This is lazy criticism and honestly, I'll take a name like Epyc over Intel Core Ultra 7 258V or Ryzen AI 9 HX 370.
> Looks like the folks downvoting me are massive, massive fans of that THREADRIPPER architecture.
Yes, it must be everybody else, not your comment, which is the pinnacle of deep analysis. Get real, dude.
> I'll take a name like Epyc over Intel Core Ultra 7 258V or Ryzen AI 9 HX 370.
Well no, the comparison to "Epyc" is "Intel Core" and "Ryzen"
And if you gave each SKU its own name I think that would very quickly get worse than the stupid numbering schemes.
Intel's naming isn't great, but it's pretty clear. Look at Wikipedia's List of Intel Processors[1] and for 14 generations since 2010, the higher the model number, the faster the processor. The model number like 13700 starts with the generation (13th) and then place in that (700 is upper-mid). Then a capital letter indicating something about form factor.

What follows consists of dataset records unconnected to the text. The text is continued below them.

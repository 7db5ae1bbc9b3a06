//! Filter families.

use std::fmt;
use std::str::FromStr;

use crate::Error;

/// The type of filter to apply.
///
/// Each variant selects one closed-form coefficient design in
/// [`Coefficients::derive`](super::Coefficients::derive). The one-pole
/// variants come in pairs that share a design: `LowPassOnePole` and
/// `LowPassOnePoleOneZero` produce identical coefficients, as do the two
/// high-pass one-pole variants.
#[derive(Debug, Clone, Copy, PartialEq, Eq, Hash, Default)]
pub enum FilterType {
    /// Two-pole low-pass, unity DC gain
    #[default]
    LowPass,
    /// One-pole low-pass
    LowPassOnePole,
    /// One-pole, one-zero low-pass (same design as `LowPassOnePole`)
    LowPassOnePoleOneZero,
    /// Two-pole high-pass, zero DC gain
    HighPass,
    /// One-pole high-pass
    HighPassOnePole,
    /// One-pole, one-zero high-pass (same design as `HighPassOnePole`)
    HighPassOnePoleOneZero,
    /// Band-pass with constant 0 dB peak gain
    BandPass,
    /// Band-reject around the cutoff
    Notch,
    /// Peaking EQ: boost or cut by the peak gain around the cutoff
    Peak,
    /// Shelf that boosts or cuts everything below the cutoff
    LowShelf,
    /// Shelf that boosts or cuts everything above the cutoff
    HighShelf,
    /// Unity magnitude at every frequency, phase shift only
    AllPass,
}

impl FilterType {
    /// Every filter type, in declaration order.
    pub const ALL: [FilterType; 12] = [
        FilterType::LowPass,
        FilterType::LowPassOnePole,
        FilterType::LowPassOnePoleOneZero,
        FilterType::HighPass,
        FilterType::HighPassOnePole,
        FilterType::HighPassOnePoleOneZero,
        FilterType::BandPass,
        FilterType::Notch,
        FilterType::Peak,
        FilterType::LowShelf,
        FilterType::HighShelf,
        FilterType::AllPass,
    ];

    /// Returns true if the peak gain parameter affects this design.
    pub fn uses_gain(self) -> bool {
        matches!(
            self,
            FilterType::Peak | FilterType::LowShelf | FilterType::HighShelf
        )
    }

    /// Returns true for the first-order designs (`a2 = b2 = 0`).
    pub fn is_one_pole(self) -> bool {
        matches!(
            self,
            FilterType::LowPassOnePole
                | FilterType::LowPassOnePoleOneZero
                | FilterType::HighPassOnePole
                | FilterType::HighPassOnePoleOneZero
        )
    }

    /// Canonical snake_case name, as accepted by `FromStr`.
    pub fn name(self) -> &'static str {
        match self {
            FilterType::LowPass => "lowpass",
            FilterType::LowPassOnePole => "lowpass_1pole",
            FilterType::LowPassOnePoleOneZero => "lowpass_1pole_1zero",
            FilterType::HighPass => "highpass",
            FilterType::HighPassOnePole => "highpass_1pole",
            FilterType::HighPassOnePoleOneZero => "highpass_1pole_1zero",
            FilterType::BandPass => "bandpass",
            FilterType::Notch => "notch",
            FilterType::Peak => "peak",
            FilterType::LowShelf => "lowshelf",
            FilterType::HighShelf => "highshelf",
            FilterType::AllPass => "allpass",
        }
    }
}

impl fmt::Display for FilterType {
    fn fmt(&self, f: &mut fmt::Formatter<'_>) -> fmt::Result {
        f.write_str(self.name())
    }
}

impl FromStr for FilterType {
    type Err = Error;

    /// Parses a filter type from its canonical name.
    ///
    /// Matching ignores ASCII case, surrounding whitespace, and accepts `-`
    /// in place of `_`.
    ///
    /// # Examples
    ///
    /// ```
    /// use biquad_filter::FilterType;
    ///
    /// let kind: FilterType = "HighShelf".parse().unwrap();
    /// assert_eq!(kind, FilterType::HighShelf);
    ///
    /// let kind: FilterType = "lowpass-1pole".parse().unwrap();
    /// assert_eq!(kind, FilterType::LowPassOnePole);
    ///
    /// assert!("wobble".parse::<FilterType>().is_err());
    /// ```
    fn from_str(s: &str) -> Result<Self, Self::Err> {
        let normalized = s.trim().to_ascii_lowercase().replace('-', "_");

        FilterType::ALL
            .into_iter()
            .find(|kind| kind.name() == normalized)
            .ok_or_else(|| Error::UnknownFilterType(s.to_string()))
    }
}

Compare with List of AMD processors[2] and a "70xx" model could be a Zen Naples Epic, A Zen 2 Mendocino Ryzen, a Zen 2 Rome Epyc, a Barceló-R Ryzen Zen 3, a Milan Epyc Zen 3, a Rembrandt-R Zen 3+, a Zen 4 Raphael Ryzen or Storm Peak Threadripper, or a laptop Ryzen. Wikipedia people can't even put these into a table to compare them, it's pages of random names and overlapping/re-used numbers.
Apple, as usual, have M1, M2, M3 and each one has plain/pro/max/ultra.